• What is being asked
Transcribe the stretch of entries below from the line with "Cennznut::new(self.modules, self.contracts)" through the line with "one notification per", exactly and with both ends included; leave out all other lines.
________________________
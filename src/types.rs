// Copyright 2025-present Harīṣh Tummalachērla
// SPDX-License-Identifier: Apache-2.0

//! Certificate data model.
//!
//! A [`Cennznut`] grants a holder the right to call methods of runtime
//! modules and to interact with contract addresses, each under an optional
//! block cooldown. Modules, methods and contracts are plain data with
//! chainable constructors; a `Cennznut` is only ever produced by
//! [`Cennznut::new`], [`CennznutBuilder::build`] or by decoding, all of
//! which check every invariant up front. After that it is frozen: there are
//! no mutating methods, amendments build a new certificate.

use std::fmt;

use serde::{Deserialize, Serialize};

use crate::binary::collection::ensure_unique_keys;
use crate::binary::field::check_fixed_text;
use crate::binary::layout::{
    ADDRESS_WIDTH, CONSTRAINTS_LEN, CONTRACT_COUNT, METHOD_COUNT, MODULE_COUNT, NAME_WIDTH, VERSION,
};
use crate::error::CodecError;

/// Name of a runtime module.
pub type ModuleName = String;

/// Name of a method within a module.
pub type MethodName = String;

/// A 32-byte contract address.
pub type ContractAddress = [u8; ADDRESS_WIDTH];

/// Module or method name that matches any name during validation.
pub const WILDCARD: &str = "*";

/// Contract address that matches any address during validation.
pub const WILDCARD_ADDRESS: ContractAddress = [0x00; ADDRESS_WIDTH];

// ============================================================================
// METHOD
// ============================================================================

/// A single permitted call within a module.
#[derive(Debug, Clone, PartialEq, Eq, Serialize, Deserialize)]
pub struct Method {
    pub name: MethodName,
    /// Minimum blocks between invocations; `None` means no cooldown.
    pub block_cooldown: Option<u32>,
    /// Opaque extra restriction payload (1..=256 bytes when present).
    pub constraints: Option<Vec<u8>>,
}

impl Method {
    pub fn new(name: &str) -> Self {
        Self {
            name: name.to_string(),
            block_cooldown: None,
            constraints: None,
        }
    }

    pub fn block_cooldown(mut self, block_cooldown: u32) -> Self {
        self.block_cooldown = Some(block_cooldown);
        self
    }

    pub fn constraints(mut self, constraints: Vec<u8>) -> Self {
        self.constraints = Some(constraints);
        self
    }

    /// Cooldown in blocks, 0 when none is set.
    pub fn cooldown_blocks(&self) -> u32 {
        self.block_cooldown.unwrap_or(0)
    }

    fn validate(&self) -> Result<(), CodecError> {
        check_fixed_text(&self.name, NAME_WIDTH).map_err(|e| e.in_field("method name"))?;
        if let Some(constraints) = &self.constraints {
            CONSTRAINTS_LEN.check(constraints.len())?;
        }
        Ok(())
    }
}

// ============================================================================
// MODULE
// ============================================================================

/// Delegated permission to call a family of methods.
#[derive(Debug, Clone, PartialEq, Eq, Serialize, Deserialize)]
pub struct Module {
    pub name: ModuleName,
    /// Minimum blocks between invocations of any method; `None` means no cooldown.
    pub block_cooldown: Option<u32>,
    /// Permitted methods in wire order. Must not be empty.
    pub methods: Vec<Method>,
}

impl Module {
    pub fn new(name: &str) -> Self {
        Self {
            name: name.to_string(),
            block_cooldown: None,
            methods: Vec::new(),
        }
    }

    pub fn block_cooldown(mut self, block_cooldown: u32) -> Self {
        self.block_cooldown = Some(block_cooldown);
        self
    }

    /// Append one method.
    pub fn method(mut self, method: Method) -> Self {
        self.methods.push(method);
        self
    }

    /// Replace the method list.
    pub fn methods(mut self, methods: Vec<Method>) -> Self {
        self.methods = methods;
        self
    }

    /// Cooldown in blocks, 0 when none is set.
    pub fn cooldown_blocks(&self) -> u32 {
        self.block_cooldown.unwrap_or(0)
    }

    /// Returns the method with exactly this name, if the module has one.
    pub fn get_method(&self, name: &str) -> Option<&Method> {
        self.methods.iter().find(|m| m.name == name)
    }

    fn validate(&self) -> Result<(), CodecError> {
        check_fixed_text(&self.name, NAME_WIDTH).map_err(|e| e.in_field("module name"))?;
        METHOD_COUNT.check(self.methods.len())?;
        for method in &self.methods {
            method.validate()?;
        }
        ensure_unique_keys(&self.methods, METHOD_COUNT, |m| m.name.as_str())
    }
}

// ============================================================================
// CONTRACT
// ============================================================================

/// Permission to interact with one contract address.
#[derive(Debug, Clone, PartialEq, Eq, Serialize, Deserialize)]
pub struct ContractPermission {
    pub address: ContractAddress,
    /// Minimum blocks between interactions; `None` means no cooldown.
    pub block_cooldown: Option<u32>,
}

impl ContractPermission {
    pub fn new(address: &ContractAddress) -> Self {
        Self {
            address: *address,
            block_cooldown: None,
        }
    }

    /// A permission for every contract (the all-zero address).
    pub fn wildcard() -> Self {
        Self::new(&WILDCARD_ADDRESS)
    }

    pub fn block_cooldown(mut self, block_cooldown: u32) -> Self {
        self.block_cooldown = Some(block_cooldown);
        self
    }

    /// Cooldown in blocks, 0 when none is set.
    pub fn cooldown_blocks(&self) -> u32 {
        self.block_cooldown.unwrap_or(0)
    }
}

/// Contract address as a hashable key that prints as hex.
#[derive(Debug, Clone, Copy, PartialEq, Eq, Hash)]
pub(crate) struct AddressKey(pub(crate) ContractAddress);

impl fmt::Display for AddressKey {
    fn fmt(&self, f: &mut fmt::Formatter<'_>) -> fmt::Result {
        f.write_str("0x")?;
        for byte in &self.0 {
            write!(f, "{:02x}", byte)?;
        }
        Ok(())
    }
}

// ============================================================================
// CERTIFICATE
// ============================================================================

/// A decoded or freshly assembled permission-delegation certificate.
#[derive(Debug, Clone, PartialEq, Eq, Serialize, Deserialize)]
#[serde(try_from = "CennznutParts")]
pub struct Cennznut {
    version: u16,
    modules: Vec<Module>,
    contracts: Vec<ContractPermission>,
}

/// Unchecked shape used to deserialize a [`Cennznut`] through validation.
#[derive(Deserialize)]
struct CennznutParts {
    version: u16,
    modules: Vec<Module>,
    contracts: Vec<ContractPermission>,
}

impl TryFrom<CennznutParts> for Cennznut {
    type Error = CodecError;

    fn try_from(parts: CennznutParts) -> Result<Self, Self::Error> {
        if parts.version != VERSION {
            return Err(CodecError::UnsupportedVersion {
                found: parts.version,
                expected: VERSION,
            });
        }
        Self::new(parts.modules, parts.contracts)
    }
}

impl Cennznut {
    /// Assemble a certificate from ordered module and contract lists.
    ///
    /// Everything `encode` would reject except an empty module list is
    /// rejected here: over-long or NUL-containing names, modules without
    /// methods, duplicate keys, oversized collections and constraint payloads.
    /// A certificate without modules is valid to hold and query but cannot be
    /// encoded.
    pub fn new(
        modules: Vec<Module>,
        contracts: Vec<ContractPermission>,
    ) -> Result<Self, CodecError> {
        if modules.len() > MODULE_COUNT.max_entries() {
            return Err(CodecError::TooManyEntries {
                kind: MODULE_COUNT.kind,
                count: modules.len(),
                max: MODULE_COUNT.max_entries(),
            });
        }
        for module in &modules {
            module.validate()?;
        }
        ensure_unique_keys(&modules, MODULE_COUNT, |m| m.name.as_str())?;

        CONTRACT_COUNT.check(contracts.len())?;
        ensure_unique_keys(&contracts, CONTRACT_COUNT, |c| AddressKey(c.address))?;

        Ok(Self {
            version: VERSION,
            modules,
            contracts,
        })
    }

    pub fn builder() -> CennznutBuilder {
        CennznutBuilder::default()
    }

    /// Wrap entries the decoder has already checked.
    pub(crate) fn from_decoded(
        version: u16,
        modules: Vec<Module>,
        contracts: Vec<ContractPermission>,
    ) -> Self {
        Self {
            version,
            modules,
            contracts,
        }
    }

    pub fn version(&self) -> u16 {
        self.version
    }

    /// Modules in wire order.
    pub fn modules(&self) -> &[Module] {
        &self.modules
    }

    /// Contract permissions in wire order.
    pub fn contracts(&self) -> &[ContractPermission] {
        &self.contracts
    }

    /// Take the entries back out, e.g. to assemble an amended certificate.
    pub fn into_parts(self) -> (Vec<Module>, Vec<ContractPermission>) {
        (self.modules, self.contracts)
    }
}

/// Incremental construction of a [`Cennznut`].
#[derive(Debug, Clone, Default)]
pub struct CennznutBuilder {
    modules: Vec<Module>,
    contracts: Vec<ContractPermission>,
}

impl CennznutBuilder {
    pub fn module(mut self, module: Module) -> Self {
        self.modules.push(module);
        self
    }

    pub fn contract(mut self, contract: ContractPermission) -> Self {
        self.contracts.push(contract);
        self
    }

    pub fn build(self) -> Result<Cennznut, CodecError> {
        Cennznut::new(self.modules, self.contracts)
    }
}
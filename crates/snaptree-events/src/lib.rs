//! Event plumbing for snaptree.
//!
//! Two small primitives shared by the store and by every tree node:
//! - [`Emitter`]: named-event subscriptions with one-shot support. A
//!   panicking handler is caught and logged, the remaining handlers still run.
//! - [`Scheduler`]: a coalescing queue. Scheduling the same key twice before
//!   the batch is taken is a no-op, so one tick yields one notification per
//!   key.

mod emitter;
mod scheduler;

pub use emitter::{Emitter, HandlerId, UPDATE_EVENT};
pub use scheduler::Scheduler;
//! Observable, persistent in-memory tree store.
//!
//! A [`Store`] holds a tree of maps and lists. Reading hands out immutable
//! [`View`]s; every mutation produces a new root view that shares every
//! untouched subtree with the previous one, so identity comparison tells what
//! changed. A subtree may be placed at several locations at once and stays a
//! single node: updating it through any of its views refreshes every place it
//! appears.
//!
//! Notifications are coalesced. Mutations schedule the store's root event and
//! the `"update"` event of every node listener whose subtree changed; a
//! [`Store::flush`] delivers each of them once with the latest view.
//!
//! ```
//! use serde_json::json;
//! use snaptree::Store;
//!
//! let store = Store::new(json!({"a": 1, "b": {"x": [1, 2]}})).unwrap();
//! let before = store.current();
//! let list = before.child("b").unwrap().child("x").unwrap();
//! let list = list.push(3).unwrap();
//! assert_eq!(list.value(), json!([1, 2, 3]));
//! assert_eq!(store.current().value(), json!({"a": 1, "b": {"x": [1, 2, 3]}}));
//! assert_eq!(before.value(), json!({"a": 1, "b": {"x": [1, 2]}}));
//! ```

pub mod config;
pub mod error;
mod graph;
pub mod ops;
pub mod pointer;
mod store;
pub mod value;
mod view;

pub use config::{FlushMode, StoreConfig};
pub use error::{NodeKind, StoreError};
pub use graph::NodeId;
pub use ops::{Applied, Operation, OperationKind};
pub use pointer::{format_pointer, parse_pointer};
pub use snaptree_events::{Emitter, HandlerId, Scheduler, UPDATE_EVENT};
pub use store::Store;
pub use value::{Fragment, Item, PathStep, Scalar};
pub use view::{Entries, View};

/// Shorthand for [`Store::new`].
pub fn create_store(initial: impl Into<Fragment>) -> Result<Store, StoreError> {
    Store::new(initial)
}

/// Returns the crate version at compile time.
pub fn version() -> &'static str {
    env!("CARGO_PKG_VERSION")
}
________________________
• Expected output
        Cennznut::new(self.modules, self.contracts)
    }
}
filename crates/snaptree-events/src/lib.rs
//! Event plumbing for snaptree.
//!
//! Two small primitives shared by the store and by every tree node:
//! - [`Emitter`]: named-event subscriptions with one-shot support. A
//!   panicking handler is caught and logged, the remaining handlers still run.
//! - [`Scheduler`]: a coalescing queue. Scheduling the same key twice before
//!   the batch is taken is a no-op, so one tick yields one notification per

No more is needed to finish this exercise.